Mad Girl's Love Song

Mad Girl's Love Song

By Sylvia Plath

I shut my eyes and all the world drops dead;
I lift my lids and all is born again.
(I think I made you up inside my head.)

The stars go waltzing out in blue and red,
And arbitrary blackness gallops in:
I shut my eyes and all the world drops dead.

I dreamed that you bewitched me into bed
And sung me moon-struck, kissed me quite insane.
(I think I made you up inside my head.)

God topples from the sky, hell's fires fade:
Exit seraphim and Satan's men:
I shut my eyes and all the world drops dead.

I fancied you'd return the way you said,
But I grow old and I forget your name.
(I think I made you up inside my head.)

I should have loved a thunderbird instead;
At least when spring comes they roar back again.
I shut my eyes and all the world drops dead.
(I think I made you up inside my head.)




            The poem, Mad Girl’s Love Song by Sylvia Plath, is a villanelle which is characterized by 19 lines and 5 tercets followed by a quatrain. There are two refrains and two repeating rhymes with the first and third line of the first tercet alternately repeating until the last stanza. The last stanza includes both repeated lines. In this piece, the two repeating lines are, “(I think I made you up inside my head.” And “I shut my eyes and all the world drops dead”. These two repeating lines play to the title, Mad Girl’s Love Song, by mimicking the words uttered by a “mad girl” in her brief moments of sanity before she dives back into her own insanity. There’s almost a schizophrenic kind of quality about the phrase “I think I made you up inside my head”. By adding the two extra words “I think”, she changes the meaning drastically. Without it, “I made you up inside my head” sounds confident, sure, and sane. By adding, “ I think”, Plath gives us the impression that the speaker is unsure of the divide between reality and her imagination.
            Plath also makes several allusions within the context of this poem. Nearly the whole fourth stanza is a religious allusion. She mentions God, Hell’s fire, Seraphim, and Satan. In the first line of the fourth stanza Plath states, “God topples from the sky, hell’s fires fade;” God represents the structure, stability, and presence of religion in her life. So when she tells us that “God topples from the sky”, she implies that her belie in religion has faded along with “hell’s fires”. Seraphim refer to the celestial beings that appear in the Hebrew Bible. Though the word “seraph” can translate into “the burning ones” these beings with six wings and four heads that surround God are what our society knows as angels. Satan’s men, probably refers to the damned. In this stanza, the speaker expresses that her faith in religion is lost, and that she does not believe in heaven or hell.
            In the last stanza she writes, “I should have loved a thunderbird instead;” A thunderbird is a creature that appears in Native American mythology. This bird is capable of creating storms and thunderous noise with the flapping of its wings, and he is known to be intelligent, powerful, and wrathful. It is peculiar that she chooses this particular bird, especially since it is wrathful. Plath conveys the speaker’s need for loyalty and security by alluding to the thunderbird. The speaker would be willing face the wrath of the thunderbird and the storms it creates as long as it returns back to her. The second line of the last stanza, “At least when spring comes they rear back again” further emphasizes the speaker’s desire for consistency with her lover.
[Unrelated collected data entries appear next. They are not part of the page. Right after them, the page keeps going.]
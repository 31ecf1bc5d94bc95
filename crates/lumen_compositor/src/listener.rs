//! Pass Listeners
//!
//! The single extension point into otherwise declarative passes. A listener
//! registered for a pass identifier gets a chance to write material
//! constants right before that pass draws.

use std::fmt;

use lumen_core::params::ParameterSet;

use crate::backend::MaterialHandle;

/// Callback signature: `(pass identifier, material, material constants)`.
pub type PassCallback = Box<dyn FnMut(u32, MaterialHandle, &mut ParameterSet)>;

/// Optional setup / render callback pair for one pass identifier.
///
/// - `on_setup` fires once per instance lifetime, the first time the pass
///   executes.
/// - `on_render` fires every time the pass executes, before its draw.
#[derive(Default)]
pub struct PassListener {
    setup: Option<PassCallback>,
    render: Option<PassCallback>,
}

impl PassListener {
    #[must_use]
    pub fn new() -> Self {
        Self::default()
    }

    #[must_use]
    pub fn on_setup(
        mut self,
        f: impl FnMut(u32, MaterialHandle, &mut ParameterSet) + 'static,
    ) -> Self {
        self.setup = Some(Box::new(f));
        self
    }

    #[must_use]
    pub fn on_render(
        mut self,
        f: impl FnMut(u32, MaterialHandle, &mut ParameterSet) + 'static,
    ) -> Self {
        self.render = Some(Box::new(f));
        self
    }

    pub(crate) fn notify_material_setup(
        &mut self,
        pass_id: u32,
        material: MaterialHandle,
        params: &mut ParameterSet,
    ) {
        if let Some(f) = &mut self.setup {
            f(pass_id, material, params);
        }
    }

    pub(crate) fn notify_material_render(
        &mut self,
        pass_id: u32,
        material: MaterialHandle,
        params: &mut ParameterSet,
    ) {
        if let Some(f) = &mut self.render {
            f(pass_id, material, params);
        }
    }
}

impl fmt::Debug for PassListener {
    fn fmt(&self, f: &mut fmt::Formatter<'_>) -> fmt::Result {
        f.debug_struct("PassListener")
            .field("setup", &self.setup.is_some())
            .field("render", &self.render.is_some())
            .finish()
    }
}
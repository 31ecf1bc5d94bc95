//! Compositor Definitions
//!
//! The immutable blueprint side of the framework, leaf-first:
//!
//! ```text
//! Compositor
//!   └─ CompositionTechnique      (one per capability level, first supported wins)
//!        ├─ TextureDefinition    (name → width × height × format, 0 = viewport)
//!        ├─ CompositionTargetPass (intermediate stages, in order)
//!        └─ CompositionTargetPass (output stage)
//!             └─ CompositionPass  (Clear | RenderScene | RenderQuad)
//! ```
//!
//! Definitions are plain data: they can be built through the authoring
//! methods or deserialized with `serde`.

mod compositor;
mod pass;
mod target_pass;
mod technique;

pub use compositor::{Compositor, DEFAULT_GROUP};
pub use pass::{
    ClearBuffers, ClearSettings, CompositionPass, MAX_PASS_INPUTS, PREVIOUS_INPUT, PassKind,
    PassType, QuadPass, RENDER_QUEUE_BACKGROUND, RENDER_QUEUE_SKIES_LATE, ScenePass,
};
pub use target_pass::{CompositionTargetPass, InputMode, TargetOutput};
pub use technique::{CompositionTechnique, TextureDefinition};
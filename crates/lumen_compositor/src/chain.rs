//! Compositor Chains
//!
//! One [`CompositorChain`] per viewport replaces the viewport's normal scene
//! render. Each enabled instance's output feeds the next enabled instance,
//! and the last one writes the viewport's back buffer.
//!
//! # State Machine
//!
//! | State | Entered on | Next frame |
//! |-------|------------|------------|
//! | `Empty` | no instances | plain scene render |
//! | `Dirty` | resize, add/remove, toggle, technique swap | resolve, then execute |
//! | `Compiled` | successful resolution | execute |
//!
//! Resolution is lazy: it happens at the start of the next frame, never when
//! the change is made.

use lumen_core::viewport::{CameraId, ViewportKey};
use slotmap::{SlotMap, new_key_type};

use crate::backend::{RenderSystem, RenderTarget, SceneRequest, TextureId};
use crate::instance::{ChainInput, CompileContext, CompositorInstance, FrameLink};
use crate::pool::{PoolEntryKey, Sharing, TextureKey, TexturePool};

new_key_type! {
    /// Stable handle to an instance within its chain.
    pub struct InstanceKey;
}

/// Resolution state of a chain.
#[derive(Debug, Clone, Copy, PartialEq, Eq, Hash)]
pub enum ChainState {
    Empty,
    Compiled,
    Dirty,
}

/// Per-viewport ordered list of compositor instances.
#[derive(Debug)]
pub struct CompositorChain {
    viewport: ViewportKey,
    instances: SlotMap<InstanceKey, CompositorInstance>,
    order: Vec<InstanceKey>,
    state: ChainState,
    /// Viewport size of the last resolution.
    resolved_size: Option<(u32, u32)>,
    /// Enabled, compiled instances in execution order.
    active: Vec<InstanceKey>,
    /// Receives the original scene when the first active instance samples
    /// `"previous"`. Kept across toggles, dropped on resize or when the
    /// chain empties.
    scene_capture: Option<(PoolEntryKey, TextureId)>,
}

impl CompositorChain {
    pub(crate) fn new(viewport: ViewportKey) -> Self {
        Self {
            viewport,
            instances: SlotMap::with_key(),
            order: Vec::new(),
            state: ChainState::Empty,
            resolved_size: None,
            active: Vec::new(),
            scene_capture: None,
        }
    }

    // ── Accessors ──────────────────────────────────────────────────────────

    #[must_use]
    pub fn viewport(&self) -> ViewportKey {
        self.viewport
    }

    #[must_use]
    pub fn state(&self) -> ChainState {
        self.state
    }

    #[must_use]
    pub fn len(&self) -> usize {
        self.order.len()
    }

    #[must_use]
    pub fn is_empty(&self) -> bool {
        self.order.is_empty()
    }

    /// Instances in chain order.
    pub fn iter(&self) -> impl Iterator<Item = (InstanceKey, &CompositorInstance)> {
        self.order.iter().map(|&k| (k, &self.instances[k]))
    }

    /// Compositor names in chain order.
    pub fn names(&self) -> impl Iterator<Item = &str> {
        self.order.iter().map(|&k| self.instances[k].name())
    }

    #[must_use]
    pub fn instance(&self, key: InstanceKey) -> Option<&CompositorInstance> {
        self.instances.get(key)
    }

    pub fn instance_mut(&mut self, key: InstanceKey) -> Option<&mut CompositorInstance> {
        self.instances.get_mut(key)
    }

    /// Key of the instance of compositor `name`, if attached.
    #[must_use]
    pub fn find(&self, name: &str) -> Option<InstanceKey> {
        self.order
            .iter()
            .copied()
            .find(|&k| self.instances[k].name() == name)
    }

    /// Position of an instance in chain order.
    #[must_use]
    pub fn position(&self, key: InstanceKey) -> Option<usize> {
        self.order.iter().position(|&k| k == key)
    }

    /// Number of enabled instances, as of the last resolution.
    #[must_use]
    pub fn active_count(&self) -> usize {
        self.active.len()
    }

    /// Texture holding the captured scene, if the chain needs one.
    #[must_use]
    pub fn scene_capture(&self) -> Option<TextureId> {
        self.scene_capture.map(|(_, t)| t)
    }

    // ── Mutation ───────────────────────────────────────────────────────────

    /// Inserts a compiled instance at `position` (clamped to the length).
    pub(crate) fn insert(&mut self, instance: CompositorInstance, position: usize) -> InstanceKey {
        let key = self.instances.insert(instance);
        let position = position.min(self.order.len());
        self.order.insert(position, key);
        self.state = ChainState::Dirty;
        key
    }

    /// Removes an instance and returns its textures to the pool.
    pub(crate) fn remove(&mut self, key: InstanceKey, pool: &mut TexturePool) -> bool {
        let Some(mut instance) = self.instances.remove(key) else {
            return false;
        };
        instance.release_resources(pool);
        self.order.retain(|&k| k != key);
        self.active.retain(|&k| k != key);
        self.state = ChainState::Dirty;
        true
    }

    /// Flips an instance's enabled flag. Returns `false` for unknown keys.
    pub(crate) fn set_enabled(&mut self, key: InstanceKey, enabled: bool) -> bool {
        let Some(instance) = self.instances.get_mut(key) else {
            return false;
        };
        if instance.is_enabled() != enabled {
            instance.set_enabled(enabled);
            self.state = ChainState::Dirty;
        }
        true
    }

    pub(crate) fn mark_dirty(&mut self) {
        if !self.order.is_empty() {
            self.state = ChainState::Dirty;
        }
    }

    /// Releases every texture held by the chain and its instances.
    pub(crate) fn release_all(&mut self, pool: &mut TexturePool) {
        for instance in self.instances.values_mut() {
            instance.release_resources(pool);
        }
        self.release_capture(pool);
        self.active.clear();
        self.resolved_size = None;
        self.mark_dirty();
    }

    fn release_capture(&mut self, pool: &mut TexturePool) {
        if let Some((entry, _)) = self.scene_capture.take() {
            pool.release(entry);
        }
    }

    // ── Resolution ─────────────────────────────────────────────────────────

    /// Brings the chain back to `Compiled` for a viewport of `size` pixels.
    ///
    /// Instances that fail to recompile are disabled and logged; the rest of
    /// the chain keeps working.
    pub(crate) fn resolve(&mut self, ctx: &mut CompileContext<'_>, size: (u32, u32)) {
        if self.order.is_empty() {
            self.state = ChainState::Empty;
            self.active.clear();
            self.release_capture(ctx.pool);
            return;
        }
        if self.state == ChainState::Compiled && self.resolved_size == Some(size) {
            return;
        }

        if self.resolved_size != Some(size) {
            self.release_capture(ctx.pool);
        }

        loop {
            self.active.clear();
            for &key in &self.order {
                let instance = &mut self.instances[key];
                if !instance.is_enabled() {
                    continue;
                }
                if instance.needs_compile(size) {
                    if let Err(err) = instance.compile(ctx, size) {
                        log::error!(
                            "Disabling compositor '{}' after failed recompile: {err}",
                            instance.name()
                        );
                        instance.set_enabled(false);
                        continue;
                    }
                }
                self.active.push(key);
            }

            let needs_capture = self
                .active
                .first()
                .is_some_and(|&k| self.instances[k].requires_input_texture());
            if !needs_capture || self.scene_capture.is_some() {
                break;
            }
            match self.acquire_capture(ctx, size) {
                Ok(capture) => {
                    self.scene_capture = Some(capture);
                    break;
                }
                Err(err) => {
                    let first = self.active[0];
                    let instance = &mut self.instances[first];
                    log::error!(
                        "Disabling compositor '{}': cannot capture the scene: {err}",
                        instance.name()
                    );
                    instance.set_enabled(false);
                }
            }
        }

        log::debug!(
            "Resolved compositor chain for {:?}: {} of {} instances active",
            self.viewport,
            self.active.len(),
            self.order.len()
        );
        self.resolved_size = Some(size);
        self.state = ChainState::Compiled;
    }

    fn acquire_capture(
        &self,
        ctx: &mut CompileContext<'_>,
        size: (u32, u32),
    ) -> lumen_core::Result<(PoolEntryKey, TextureId)> {
        let key = TextureKey::new(size.0, size.1, ctx.settings.output_format);
        let entry = ctx
            .pool
            .acquire(&mut *ctx.rs, key, Sharing::Exclusive, &[])?;
        match ctx.pool.texture(entry) {
            Some(texture) => Ok((entry, texture)),
            None => {
                ctx.pool.release(entry);
                Err(lumen_core::LumenError::ResourceAllocation {
                    width: size.0,
                    height: size.1,
                    format: key.format,
                    reason: "pool entry vanished".to_owned(),
                })
            }
        }
    }

    // ── Execution ──────────────────────────────────────────────────────────

    /// Renders one frame of the viewport through the chain.
    pub(crate) fn render(&mut self, rs: &mut dyn RenderSystem, camera: CameraId) {
        let viewport = RenderTarget::Viewport(self.viewport);
        if self.active.is_empty() {
            rs.render_scene(viewport, camera, &SceneRequest::default());
            return;
        }

        let first_reads_texture = self
            .instances
            .get(self.active[0])
            .is_some_and(CompositorInstance::requires_input_texture);
        let mut input = match self.scene_capture {
            Some((_, capture)) if first_reads_texture => {
                rs.render_scene(RenderTarget::Texture(capture), camera, &SceneRequest::default());
                ChainInput::Texture(capture)
            }
            _ => ChainInput::Scene,
        };

        let last = self.active.len() - 1;
        for (i, &key) in self.active.iter().enumerate() {
            let Some(instance) = self.instances.get_mut(key) else {
                continue;
            };
            let output = if i == last {
                viewport
            } else {
                match instance.output_texture() {
                    Some(texture) => RenderTarget::Texture(texture),
                    None => continue,
                }
            };
            instance.render(
                rs,
                &FrameLink {
                    input,
                    output,
                    camera,
                },
            );
            if let RenderTarget::Texture(texture) = output {
                input = ChainInput::Texture(texture);
            }
        }
    }
}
            Since this poem appears in Plath’s semi-autobiographical novel, The Bell Jar, this too, may be slightly autobiographical. The publication date of this poem is in 1953, and since her marriage to Ted Hughes was in 1956, it is quite possible that this poem is about him. The lines, “I dreamt you bewitched me into bed/ And sung me moon-struck, kissed me quite insane” refers to a lover of some kind. And Plath herself described Hughes as “ "a singer, story-teller, lion and world-wanderer"”, so since she writes that the lover “sung me moon-struck”, the poem very well might be referring to her soon to be husband, Ted Hughes.